O professor mal remunerado, numa escola pública propositalmente sem estrutura (mais a terceirização neoescravista no entorno pouco funcional), os filhos da sociedade se matando para sobreviver e pais pedindo demissão de serem pais (despejando os filhos mal educados na escola), uma mídia jogando contra (*PIG - interesses escusos), um bando de incompetentes com poder opinativo dando palpites sem conhecimento da dura realidade histórica, algumas áreas acadêmicas com visões de gabinetes não vendo o professor enquanto ser e humano também, numa sociedade decrépita e um corpo discente carente em função de tudo isso, e, quando se vê, a policia incompetente não é culpada pelo grave aumento da violência, mas o professor é culpabilizado pelos problemas graves do ensino público?

O que há por trás de tudo isso? Quem quer enganar quem? Uma impunidade generalizada de impunes ex-presidentes a ex-governadores e ex-prefeito, juizes corruptos e ladrões soltos, e ninguém fala na falência de uma justiça filha da elite que, amoral, sim, tarda, falha, é tendenciosa e parcial, principalmente entre os corruptos e ladrões membros da pior oposição que o Brasil teve, a oposição ao governo federal.

Porque o governo federal pauta uma reforma educacional investindo como nunca no professor, é que antros de máfias e quadrilhas querem desviar o foco do investimento visando lucros impunes, desmoralizando uma categoria que sempre está na ponta do problema, quando havia tempo em que um professor ganhava o mesmo do que um juiz, e os nossos magistrados marajás nunca são culpabilizados pelo que geram de impunidades por atacado. O que isso quer dizer?

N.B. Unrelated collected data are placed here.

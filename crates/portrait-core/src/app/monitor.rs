//! LifecycleMonitor - artifact ごとの期限監視タイマー
//!
//! # 設計
//! - registry（ArtifactId -> timer）はモニターのインスタンスが所有する
//!   （セッション / 画面ごとに 1 つ作る。プロセス全体のシングルトンではない）
//! - 1 artifact につきタイマーは高々 1 本。start は置き換え（加算ではない）
//! - tick ごとに ExpiryInfoSource から lifetime を取り直して callback に渡す
//! - expired を受け取ったら自分で止まる
//! - tick 内のエラーはログに出して握りつぶし、次の tick で再試行
//! - 停止済みの履歴は直近 N 件だけ保持（古いものは NotMonitored に戻る）

use std::collections::{HashMap, HashSet, VecDeque};
use std::sync::{Arc, Mutex, MutexGuard, Weak};
use std::time::Duration;

use tokio::sync::watch;
use tokio::task::JoinHandle;
use tokio::time::MissedTickBehavior;
use tracing::{debug, info, warn};

use crate::domain::{ArtifactId, LifetimeDescriptor, MonitorState, OwnerId};
use crate::ports::ExpiryInfoSource;

/// Invoked with a fresh descriptor on every successful tick.
pub type ExpiryCallback = Arc<dyn Fn(LifetimeDescriptor) + Send + Sync>;

struct MonitorEntry {
    generation: u64,
    shutdown_tx: watch::Sender<bool>,
    join: JoinHandle<()>,
}

impl MonitorEntry {
    fn stop(self) -> JoinHandle<()> {
        // the task may already have exited
        let _ = self.shutdown_tx.send(true);
        self.join
    }
}

/// Default number of stopped artifacts remembered for [`LifecycleMonitor::state`].
pub const DEFAULT_STOPPED_HISTORY: usize = 1024;

/// Most recently stopped artifacts, oldest evicted first.
struct StoppedHistory {
    members: HashSet<ArtifactId>,
    order: VecDeque<ArtifactId>,
    capacity: usize,
}

impl StoppedHistory {
    fn new(capacity: usize) -> Self {
        Self {
            members: HashSet::new(),
            order: VecDeque::new(),
            capacity,
        }
    }

    fn insert(&mut self, artifact_id: ArtifactId) {
        if !self.members.insert(artifact_id) {
            return;
        }
        self.order.push_back(artifact_id);
        while self.order.len() > self.capacity {
            if let Some(oldest) = self.order.pop_front() {
                self.members.remove(&oldest);
            }
        }
    }

    fn remove(&mut self, artifact_id: &ArtifactId) {
        if self.members.remove(artifact_id) {
            self.order.retain(|id| id != artifact_id);
        }
    }

    fn contains(&self, artifact_id: &ArtifactId) -> bool {
        self.members.contains(artifact_id)
    }
}

struct Registry {
    active: HashMap<ArtifactId, MonitorEntry>,
    stopped: StoppedHistory,
    next_generation: u64,
}

impl Registry {
    fn new(stopped_capacity: usize) -> Self {
        Self {
            active: HashMap::new(),
            stopped: StoppedHistory::new(stopped_capacity),
            next_generation: 0,
        }
    }
}

fn lock(registry: &Mutex<Registry>) -> MutexGuard<'_, Registry> {
    registry.lock().unwrap_or_else(|e| e.into_inner())
}

pub struct LifecycleMonitor {
    source: Arc<dyn ExpiryInfoSource>,
    interval: Duration,
    registry: Arc<Mutex<Registry>>,
}

impl LifecycleMonitor {
    pub fn new(source: Arc<dyn ExpiryInfoSource>, interval: Duration) -> Self {
        Self {
            source,
            interval,
            registry: Arc::new(Mutex::new(Registry::new(DEFAULT_STOPPED_HISTORY))),
        }
    }

    /// Remember at most `capacity` stopped artifacts; older ones report
    /// [`MonitorState::NotMonitored`] again.
    pub fn with_stopped_history(self, capacity: usize) -> Self {
        lock(&self.registry).stopped = StoppedHistory::new(capacity);
        self
    }

    /// Begin monitoring `artifact_id`, replacing any monitor already running
    /// for it. The first tick fires immediately.
    ///
    /// Must be called from within a tokio runtime.
    pub fn start<F>(&self, artifact_id: ArtifactId, owner_id: OwnerId, callback: F)
    where
        F: Fn(LifetimeDescriptor) + Send + Sync + 'static,
    {
        let (shutdown_tx, shutdown_rx) = watch::channel(false);
        let mut registry = lock(&self.registry);

        if let Some(previous) = registry.active.remove(&artifact_id) {
            debug!(%artifact_id, "replacing running monitor");
            drop(previous.stop());
        }
        registry.stopped.remove(&artifact_id);
        registry.next_generation += 1;
        let generation = registry.next_generation;

        let task = MonitorTask {
            artifact_id,
            owner_id,
            generation,
            source: Arc::clone(&self.source),
            callback: Arc::new(callback),
            interval: self.interval,
            registry: Arc::downgrade(&self.registry),
        };
        let join = tokio::spawn(task.run(shutdown_rx));

        registry.active.insert(
            artifact_id,
            MonitorEntry {
                generation,
                shutdown_tx,
                join,
            },
        );
        info!(%artifact_id, %owner_id, interval_secs = self.interval.as_secs(), "monitoring started");
    }

    /// Stop monitoring `artifact_id`. No-op if it is not being monitored.
    pub fn stop(&self, artifact_id: ArtifactId) {
        let mut registry = lock(&self.registry);
        if let Some(entry) = registry.active.remove(&artifact_id) {
            drop(entry.stop());
            registry.stopped.insert(artifact_id);
            info!(%artifact_id, "monitoring stopped");
        }
    }

    /// Stop every running monitor, e.g. when the owning view goes away.
    pub fn stop_all(&self) {
        for join in self.drain() {
            drop(join);
        }
    }

    /// [`Self::stop_all`] and wait for the timer tasks to exit.
    pub async fn stop_all_and_join(&self) {
        for join in self.drain() {
            let _ = join.await;
        }
    }

    pub fn state(&self, artifact_id: ArtifactId) -> MonitorState {
        let registry = lock(&self.registry);
        if registry.active.contains_key(&artifact_id) {
            MonitorState::Monitoring
        } else if registry.stopped.contains(&artifact_id) {
            MonitorState::Stopped
        } else {
            MonitorState::NotMonitored
        }
    }

    pub fn active_count(&self) -> usize {
        lock(&self.registry).active.len()
    }

    fn drain(&self) -> Vec<JoinHandle<()>> {
        let mut registry = lock(&self.registry);
        let entries: Vec<(ArtifactId, MonitorEntry)> = registry.active.drain().collect();
        if !entries.is_empty() {
            info!(count = entries.len(), "stopping all monitors");
        }
        entries
            .into_iter()
            .map(|(artifact_id, entry)| {
                registry.stopped.insert(artifact_id);
                entry.stop()
            })
            .collect()
    }
}

impl Drop for LifecycleMonitor {
    fn drop(&mut self) {
        self.stop_all();
    }
}

/// One ticking timer. Holds only a weak reference back to the registry so a
/// dropped monitor does not stay alive through its own tasks.
struct MonitorTask {
    artifact_id: ArtifactId,
    owner_id: OwnerId,
    generation: u64,
    source: Arc<dyn ExpiryInfoSource>,
    callback: ExpiryCallback,
    interval: Duration,
    registry: Weak<Mutex<Registry>>,
}

impl MonitorTask {
    async fn run(self, mut shutdown_rx: watch::Receiver<bool>) {
        let mut ticker = tokio::time::interval(self.interval);
        ticker.set_missed_tick_behavior(MissedTickBehavior::Delay);

        loop {
            tokio::select! {
                // stop requested, or the monitor itself is gone
                _ = shutdown_rx.changed() => break,
                _ = ticker.tick() => {}
            }

            let result = self
                .source
                .expiry_info(self.artifact_id, self.owner_id)
                .await;

            // stop() may have landed while we were waiting on the source
            if *shutdown_rx.borrow() {
                break;
            }

            match result {
                Ok(descriptor) => {
                    let expired = descriptor.expired;
                    debug!(
                        artifact_id = %self.artifact_id,
                        minutes_remaining = descriptor.minutes_remaining,
                        expired,
                        "monitor tick"
                    );
                    (self.callback)(descriptor);
                    if expired {
                        self.retire();
                        break;
                    }
                }
                Err(e) => {
                    warn!(artifact_id = %self.artifact_id, error = %e, "monitor tick failed");
                }
            }
        }
    }

    /// Remove our own registry entry, unless it has been replaced meanwhile.
    fn retire(&self) {
        let Some(registry) = self.registry.upgrade() else {
            return;
        };
        let mut registry = lock(&registry);
        let ours = registry
            .active
            .get(&self.artifact_id)
            .is_some_and(|entry| entry.generation == self.generation);
        if ours {
            registry.active.remove(&self.artifact_id);
            registry.stopped.insert(self.artifact_id);
            info!(artifact_id = %self.artifact_id, "artifact expired, monitoring stopped");
        }
    }
}
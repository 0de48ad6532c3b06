use serde::{Deserialize, Serialize};

use crate::domain::ArtifactStatus;

/// Artifact counts by status, for status pages and the CLI summary.
#[derive(Debug, Clone, Default, PartialEq, Eq, Serialize, Deserialize)]
pub struct ArtifactCounts {
    pub pending: usize,
    pub in_progress: usize,
    pub completed: usize,
    pub failed: usize,
}

impl ArtifactCounts {
    pub fn record(&mut self, status: ArtifactStatus) {
        match status {
            ArtifactStatus::Pending => self.pending += 1,
            ArtifactStatus::InProgress => self.in_progress += 1,
            ArtifactStatus::Completed => self.completed += 1,
            ArtifactStatus::Failed => self.failed += 1,
        }
    }

    pub fn total(&self) -> usize {
        self.pending + self.in_progress + self.completed + self.failed
    }
}
//! CleanupLoop - 期限切れ artifact の定期掃除
//!
//! # フロー
//! 1. 起動直後に 1 回、その後 interval ごとに cleanup_expired を呼ぶ
//! 2. sweep の失敗はログに出して次の周期で再試行
//! 3. shutdown 要求が来たら周期の合間で抜ける（実行中の sweep は完了まで待つ）

use std::sync::Arc;
use std::time::Duration;

use tokio::sync::watch;
use tokio::task::JoinHandle;
use tokio::time::MissedTickBehavior;
use tracing::{info, warn};

use crate::app::ExpiryService;
use crate::domain::Caller;

pub struct CleanupLoop {
    expiry: Arc<ExpiryService>,
    caller: Caller,
    interval: Duration,
}

/// Handle to a spawned [`CleanupLoop`].
/// - dropping the handle also stops the loop
pub struct CleanupLoopHandle {
    shutdown_tx: watch::Sender<bool>,
    join: JoinHandle<()>,
}

impl CleanupLoop {
    /// `caller` is the identity sweeps run as; it needs the admin role.
    pub fn new(expiry: Arc<ExpiryService>, caller: Caller, interval: Duration) -> Self {
        Self {
            expiry,
            caller,
            interval,
        }
    }

    pub fn spawn(self) -> CleanupLoopHandle {
        let (shutdown_tx, shutdown_rx) = watch::channel(false);
        let join = tokio::spawn(self.run(shutdown_rx));
        CleanupLoopHandle { shutdown_tx, join }
    }

    async fn run(self, mut shutdown_rx: watch::Receiver<bool>) {
        let mut ticker = tokio::time::interval(self.interval);
        ticker.set_missed_tick_behavior(MissedTickBehavior::Delay);

        loop {
            if *shutdown_rx.borrow() {
                break;
            }

            tokio::select! {
                // a dropped handle counts as a shutdown request
                changed = shutdown_rx.changed() => {
                    if changed.is_err() {
                        break;
                    }
                    continue;
                }
                _ = ticker.tick() => {}
            }

            match self.expiry.cleanup_expired(&self.caller).await {
                Ok(report) if report.errors.is_empty() => {
                    if report.cleaned_count > 0 {
                        info!(cleaned = report.cleaned_count, "cleanup sweep finished");
                    }
                }
                Ok(report) => {
                    warn!(
                        cleaned = report.cleaned_count,
                        errors = ?report.errors,
                        "cleanup sweep finished with errors"
                    );
                }
                Err(e) => warn!(error = %e, "cleanup sweep failed"),
            }
        }
        info!("cleanup loop stopped");
    }
}

impl CleanupLoopHandle {
    pub fn request_shutdown(&self) {
        // the loop may already have exited
        let _ = self.shutdown_tx.send(true);
    }

    pub async fn shutdown_and_join(self) {
        self.request_shutdown();
        let _ = self.join.await;
    }
}

#[cfg(test)]
mod tests {
    use super::*;
    use crate::config::LifecycleConfig;
    use crate::domain::{ArtifactId, ArtifactRecord, OwnerId};
    use crate::impls::InMemoryArtifactStore;
    use crate::ports::{ArtifactStore, Clock, FixedClock};
    use chrono::{TimeDelta, TimeZone, Utc};
    use ulid::Ulid;

    const EVERY: Duration = Duration::from_secs(300);

    struct Fixture {
        store: InMemoryArtifactStore,
        clock: FixedClock,
        expiry: Arc<ExpiryService>,
    }

    fn fixture() -> Fixture {
        let store = InMemoryArtifactStore::new();
        let clock = FixedClock::new(Utc.with_ymd_and_hms(2024, 7, 1, 0, 0, 0).unwrap());
        let expiry = Arc::new(ExpiryService::new(
            Arc::new(store.clone()),
            Arc::new(clock.clone()),
            &LifecycleConfig::default(),
        ));
        Fixture {
            store,
            clock,
            expiry,
        }
    }

    fn admin() -> Caller {
        Caller::admin(OwnerId::from_ulid(Ulid::new()))
    }

    impl Fixture {
        async fn completed_at(&self, created: chrono::DateTime<Utc>) -> ArtifactId {
            let id = ArtifactId::from_ulid(Ulid::new());
            let mut record =
                ArtifactRecord::new(id, OwnerId::from_ulid(Ulid::new()), None, created);
            record.start(created).unwrap();
            record.complete("https://cdn/x.png", created).unwrap();
            self.store.insert(record).await.unwrap();
            id
        }
    }

    #[tokio::test(start_paused = true)]
    async fn sweeps_on_start_and_every_interval() {
        let f = fixture();
        let old = f.completed_at(f.clock.now() - TimeDelta::hours(2)).await;
        let fresh = f.completed_at(f.clock.now() - TimeDelta::minutes(58)).await;

        let handle = CleanupLoop::new(f.expiry.clone(), admin(), EVERY).spawn();
        tokio::time::sleep(Duration::from_secs(1)).await;

        assert!(f.store.get_unscoped(old).await.is_none());
        assert!(f.store.get_unscoped(fresh).await.is_some());

        f.clock.advance(TimeDelta::minutes(5));
        tokio::time::sleep(EVERY).await;

        assert!(f.store.is_empty().await);
        handle.shutdown_and_join().await;
    }

    #[tokio::test(start_paused = true)]
    async fn non_admin_caller_never_deletes() {
        let f = fixture();
        let old = f.completed_at(f.clock.now() - TimeDelta::hours(2)).await;

        let caller = Caller::user(OwnerId::from_ulid(Ulid::new()));
        let handle = CleanupLoop::new(f.expiry.clone(), caller, EVERY).spawn();
        tokio::time::sleep(EVERY * 2).await;

        assert!(f.store.get_unscoped(old).await.is_some());
        handle.shutdown_and_join().await;
    }

    #[tokio::test(start_paused = true)]
    async fn shutdown_stops_further_sweeps() {
        let f = fixture();
        let handle = CleanupLoop::new(f.expiry.clone(), admin(), EVERY).spawn();
        tokio::time::sleep(Duration::from_secs(1)).await;
        handle.shutdown_and_join().await;

        let old = f.completed_at(f.clock.now() - TimeDelta::hours(2)).await;
        tokio::time::sleep(EVERY * 2).await;

        assert!(f.store.get_unscoped(old).await.is_some());
    }
}
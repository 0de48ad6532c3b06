//! IdGenerator port - ID 生成の抽象化
//!
//! # 実装
//! - **UlidGenerator**: ULID ベース（本番用）

use crate::domain::ids::ArtifactId;
use crate::ports::Clock;
use ulid::Ulid;

/// IdGenerator は artifact の ID を生成
///
/// # Thread Safety
/// - `Send + Sync` を要求（複数タスクから使える）
pub trait IdGenerator: Send + Sync {
    fn generate_artifact_id(&self) -> ArtifactId;
}

/// UlidGenerator は Clock を使って現在時刻ベースの ULID を生成します。
/// テスト時に FixedClock を渡せば timestamp 部分が固定されます。
pub struct UlidGenerator<C> {
    clock: C,
}

impl<C: Clock> UlidGenerator<C> {
    pub fn new(clock: C) -> Self {
        Self { clock }
    }
}

impl<C: Clock> IdGenerator for UlidGenerator<C> {
    fn generate_artifact_id(&self) -> ArtifactId {
        let timestamp_ms = self.clock.now().timestamp_millis() as u64;
        ArtifactId::from(Ulid::from_parts(timestamp_ms, rand::random()))
    }
}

Vamos malhar o professor que é agora o inventado “culpado de ocasião” por incompetência de nefastas políticas públicas suspeitas (como em São Paulo tucano-liberal do DEMO); vamos desviar alta verba da educação para propaganda política enganosa; vamos falar em choque de inclusão, gerenciamento, balelas, enquanto isso o povão, claro, vai continuar votando nos mesmos, tudo continua como está, como em São Paulo em que professor ganha trinta por cento a menos do que no Piauí, e, pior, a falência do estado generalizada (empresa estão indo embora pois o estado cresceu só três por cento quando o Brasil todo cresceu quase sete por cento), e assim, as funestas e hipócritas políticas neoliberais – apoiadas pela FIESP, OAB, Rede Globo e agiotas do capital emboaba – vamos desmontando o estado, sem prover o povão de alguma maneira, e assim, quebrando a escola, daremos o filé da enorme grana federal (que o governo disponibiliza), para ONGS suspeitas, e assim, tudo continua como está, todo mundo ganha, menos a educação pública propriamente dita, e, como precisa mesmo sempre aparecer um culpado para ser malhado, fica todo problema na mão do professor que, mal remunerado, se matando para sobreviver, acúmulos vários (vários empregos), saúde debilitada, vendendo de Avon a bijuterias, e assim caminha a mediocridade imediatista de se pensar a categoria dos professores como única culpada de ocasião, quando é vitima da situação toda e nunca devidamente provido salarialmente, para que, afinal, a mentira deslavada saia ganhando e o modelito do estado mínimo (da força da grana que ergue e destrói coisas belas) ganhe potência midiática entre os podres poderes.

Professor? Respeito muito suas lágrimas.


E os Direitos Humanos dos Professores da Escola Pública?